Tra loro ci sono Gianni Cuperlo, Rosi Bindi, Francesco Boccia, Davide Zoggia, Alfredo D’Attorre e un altro drappello di bersaniani.
La cui corrente, invece, che ha cercato l’accordo con il governo, Cesare Damiano in testa, ma anche Guglielmo Epifani, bacchetta con durezza l’iniziativa.
Lo stesso Bersani la mette così: “Voterò le parti che mi convincono con piacere e convinzione e le parti su cui non sono d’accordo per disciplina”.
Le minoranze non votanti fanno un documento unitario, e adesso provano ad andare avanti sull’opposizione dall’interno. Una grana per il governo. Che in Senato metterà la fiducia. Una scelta inevitabile, che, ammettono molti dei ribelli, salverà anche loro da scelte troppo difficili: la fiducia si deve votare.
Almeno sembra, perchè l’impressione è che il quadro politico sia del tutto fuori controllo. Saranno presi provvedimenti nei confronti delle minoranze? Matteo Orfini, presidente del partito, assicura di no.
Poi, prova a minimizzare: “Il 9% del gruppo ha votato no. Non mi pare una tragedia”.
In realtà , l’impressione che non si tenga più quasi niente è collettiva.
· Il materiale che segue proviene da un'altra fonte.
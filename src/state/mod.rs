//! State module for tracking per-book progress
//!
//! # Components
//!
//! - `BookState`: Tracks where a single catalog entry is in the
//!   fetch → parse → download → record pipeline

mod book_state;

// Re-export main types
pub use book_state::BookState;
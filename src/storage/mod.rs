//! Storage module for persisting crawl results
//!
//! This module handles everything the pipeline writes to disk:
//! - The JSON record set of parsed book metadata
//! - Downloaded text editions and cover images

mod files;
mod records;

pub use files::write_asset;
pub use records::{load_records, save_records, BookRecord, RecordSet};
Ma il punto è che arrivare alle elezioni è complicato: Napolitano non scioglie le Camere e con le sue dimissioni, si chiude la finestra elettorale di primavera.
Ma così è la palude continua. Il premier a mediazioni (e a espulsioni) non ci pensa proprio: “Non do pretesti, ognuno scelga in che partito vuole stare, io vado avanti in ogni caso”.
I numeri dicono che non è così facile.